- The writing style. From the first page, the writing style reminded me of Kiersten White's Paranormalcy, which I really love. The characters even reminded me a little of Evie in their own ways.
- The strong female leads. All three of the main characters are strong, independent women from different walks of life. They've all overcome their own obstacles to get where they are today, making them fantastic role models.
- The Japanese culture tidbits. When reading Michiko's part of the story, we get a peek into Japanese customs and traditions. But these tidbits aren't just tossed into the story, they're used to help understand the reasons behind Michiko's actions and what keeps her moving forward. She was by far the most interesting part of the book in my opinion.
- Officer Murphy. Officer Murphy, while not a huge presence in the book, was one of my other favorite characters. I love the image of a clumsy, shy London cop just starting out his career. He gets stepped on and pushed around but it is his sincerity and integrity that will ultimately give him the big break he needs to make it to the top.
- Nellie and Cora too similar. Nellie and Cora's backgrounds are different, but when reading it is nearly impossible to tell the difference between the two of them. This made the constant switching between 3rd person limited point of views very confusing.
- The chapter names. I am personally not a huge fan of chapter names to begin with, but this book's naming wasn't even helpful or informative most of the time. Here are some of my favorite chapter names: "...", "And then...", "Meanwhile...". These are not titles for chapters, they are transitions. Chapter titles should at least give a clue as to what the chapter is about.
- The lack of urgency. There is a man at large terrorizing the city, and the girls feel it is up to them to stop him. This would, I think, give the book a sense of urgency and suspense and excitement, but it doesn't. I loved learning about the lives of the three main characters, but the plot itself is thin and flimsily constructed, making the solving of the mystery itself feel like of secondary importance.
- The confusing action scenes. There didn't seem to be enough information at times when reading the action scenes. This made it really confusing for the reader trying to figure out who was where and what they were doing.

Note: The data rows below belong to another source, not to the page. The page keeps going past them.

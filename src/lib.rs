/*
 * kernos - an RTOS core for small microcontrollers.
 *
 * SPDX-License-Identifier: MIT
 */

//! # kernos
//!
//! A preemptive priority RTOS core for small microcontrollers: threads
//! on caller-supplied stacks, a bitmap-indexed ready queue, a tick-driven
//! clock with timed waits, user timers, and the blocking primitives that
//! cooperate with the scheduler - mutexes with priority inheritance,
//! semaphores, condition variables, event flags, message queues, and
//! memory pools. The core allocates nothing: every queueable object
//! embeds its own list nodes.
//!
//! Hardware is reached only through the port layer; select a port with a
//! Cargo feature.
//!
//! ## Features
//!
//! - `port-dummy` - host/test stand-in port (default)
//! - `port-cortex-m` - ARM Cortex-M (PendSV/SysTick, `cortex-m` crate)
//! - `std` - enable std, for host testing
//! - `trace` - route the kernel trace hooks to `defmt`
//!
//! ## Entry
//!
//! ```ignore
//! extern "C" fn os_main(_argc: i32, _argv: *mut *mut u8) -> i32 {
//!     // create threads, then do work; 0 is reported to the host
//!     0
//! }
//!
//! unsafe { kernos::startup::run(os_main).unwrap() };
//! ```

#![no_std]
#![allow(static_mut_refs)] // kernel globals are guarded by critical sections

#[cfg(any(test, feature = "std"))]
extern crate std;

pub mod config;
pub mod trace;
pub mod types;

// Port layer
pub mod port;

// Kernel modules
pub mod kernel;

// Safe wrappers
pub mod sync;

pub use kernel::{
    clock, condvar, evflags, mempool, mqueue, mutex, scheduler, semaphore, startup, thread, timer,
};
pub use types::*;
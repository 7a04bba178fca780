/*
 * kernos - an RTOS core for small microcontrollers.
 *
 * SPDX-License-Identifier: MIT
 */

//! Application bootstrap.
//!
//! [`run`] wraps the canonical embedded entry sequence: create the main
//! thread on a kernel-provided stack, start the scheduler, call the
//! application's `os_main` inside that thread, and report its return
//! value to the host through the port's `terminate` hook (a semihosting
//! exit on real targets). Zero means success.

use core::convert::Infallible;
use core::ffi::c_void;
use core::ptr;

use crate::config::OS_MAIN_STACK_SIZE_BYTES;
use crate::kernel::scheduler;
use crate::kernel::thread::{self, Attributes, Thread};
use crate::port::{self, StackElement};
use crate::types::*;

/// The application entry point, `os_main(argc, argv)`.
pub type MainFn = extern "C" fn(i32, *mut *mut u8) -> i32;

static mut MAIN_FN: Option<MainFn> = None;
static mut MAIN_THREAD: Thread = Thread::new();
static mut MAIN_STACK: [StackElement; OS_MAIN_STACK_SIZE_BYTES / core::mem::size_of::<StackElement>()] =
    [0; OS_MAIN_STACK_SIZE_BYTES / core::mem::size_of::<StackElement>()];

extern "C" fn main_entry(_arg: *mut c_void) -> *mut c_void {
    // Safety: `run` stores the function before the thread can exist.
    let code = unsafe {
        match MAIN_FN {
            Some(f) => f(0, ptr::null_mut()),
            None => -1,
        }
    };
    port::terminate(code)
}

/// Create the main thread around `main` and start the scheduler.
/// Never returns on success.
///
/// # Errors
///
/// `NotPermitted` when the scheduler is already running.
///
/// # Safety
///
/// Must be called once, from the startup context.
pub unsafe fn run(main: MainFn) -> Result<Infallible> {
    MAIN_FN = Some(main);

    let mut attr = Attributes::new();
    attr.name = "main";
    attr.priority = priority::NORMAL;
    attr.stack_base = MAIN_STACK.as_mut_ptr();
    attr.stack_size_bytes = core::mem::size_of_val(&MAIN_STACK);
    thread::create(&mut MAIN_THREAD, &attr, main_entry, ptr::null_mut())?;

    scheduler::start()
}
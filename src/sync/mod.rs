/*
 * kernos - an RTOS core for small microcontrollers.
 *
 * SPDX-License-Identifier: MIT
 */

//! Safe, RAII-style wrappers over the kernel primitives.
//!
//! The kernel layer works on caller-owned control blocks through raw
//! pointers; this layer packages the common cases behind ownership and
//! guards for application code.

mod critical;
mod mutex;
mod semaphore;

pub use critical::{IrqCritical, SchedulerLock};
pub use mutex::{Mutex, MutexGuard};
pub use semaphore::Semaphore;
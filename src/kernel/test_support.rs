/*
 * kernos - an RTOS core for small microcontrollers.
 *
 * SPDX-License-Identifier: MIT
 */

//! Shared fixtures for the host-side kernel tests.
//!
//! The kernel is process-wide state by design, so tests serialize on a
//! global lock and reset that state before running. The fixture installs
//! a leaked "current thread" so operations that act on the caller have
//! an identity to act on; because the host port cannot context-switch,
//! tests only exercise the non-suspending paths and drive wakeups from
//! the other side of each primitive.

use core::ffi::c_void;
use core::ptr;
use std::boxed::Box;
use std::sync::{Mutex as StdMutex, MutexGuard};
use std::vec;

use crate::kernel::thread::{self, Attributes, Thread};
use crate::kernel::{clock, scheduler, timer};
use crate::port;
use crate::types::*;

static LOCK: StdMutex<()> = StdMutex::new(());

pub(crate) struct Fixture {
    _guard: MutexGuard<'static, ()>,
}

/// Serialize the test, reset kernel state, and install a fresh current
/// thread at `NORMAL` priority.
pub(crate) fn fixture() -> Fixture {
    let guard = LOCK.lock().unwrap_or_else(|e| e.into_inner());
    unsafe {
        port::set_handler_mode(false);
        scheduler::reset();
        clock::reset();
        timer::reset();

        let main = alloc_block("tmain");
        (*main).state = ThreadState::Inactive;
        (*main).prio = priority::NORMAL;
        (*main).base_prio = priority::NORMAL;
        scheduler::set_current_for_test(main);
    }
    Fixture { _guard: guard }
}

/// Create a ready thread with a leaked control block and stack.
pub(crate) unsafe fn spawn(prio: Priority) -> *mut Thread {
    let t = Box::leak(Box::new(Thread::new())) as *mut Thread;
    let stack = Box::leak(vec![0usize; 256].into_boxed_slice());
    let mut attr = Attributes::new();
    attr.name = "tthread";
    attr.priority = prio;
    attr.stack_base = stack.as_mut_ptr();
    attr.stack_size_bytes = core::mem::size_of_val(&stack[..]);
    thread::create(t, &attr, noop_entry, ptr::null_mut()).unwrap();
    t
}

/// Make `t` the current thread; the previous one goes back to ready.
pub(crate) unsafe fn adopt(t: *mut Thread) {
    scheduler::set_current_for_test(t);
}

extern "C" fn noop_entry(_arg: *mut c_void) -> *mut c_void {
    ptr::null_mut()
}

unsafe fn alloc_block(name: &'static str) -> *mut Thread {
    let t = Box::leak(Box::new(Thread::new())) as *mut Thread;
    let stack = Box::leak(vec![0usize; 256].into_boxed_slice());
    (*t).name = name;
    (*t).stack_base = stack.as_mut_ptr();
    (*t).stack_size_bytes = core::mem::size_of_val(&stack[..]);
    (*t).wait_node.owner = t as *mut c_void;
    (*t).clock_node.owner = t as *mut c_void;
    t
}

- The villain. When the villain is finally revealed, I was so unimpressed. The reasoning behind the violence was particularly disappointing, mostly because it didn't make sense to me or seem to justify the huge number of casualties.
"For even legends must be told for a first time. By someone. Somewhere."
The characters in this book were wonderfully constructed, even if I did feel Nellie and Cora were a little too similar. The plot itself, however, felt like a flimsily constructed afterthought compared to the character development. If you like steampunk mysteries and stories about spunky, independent, determined young girls you will love this one.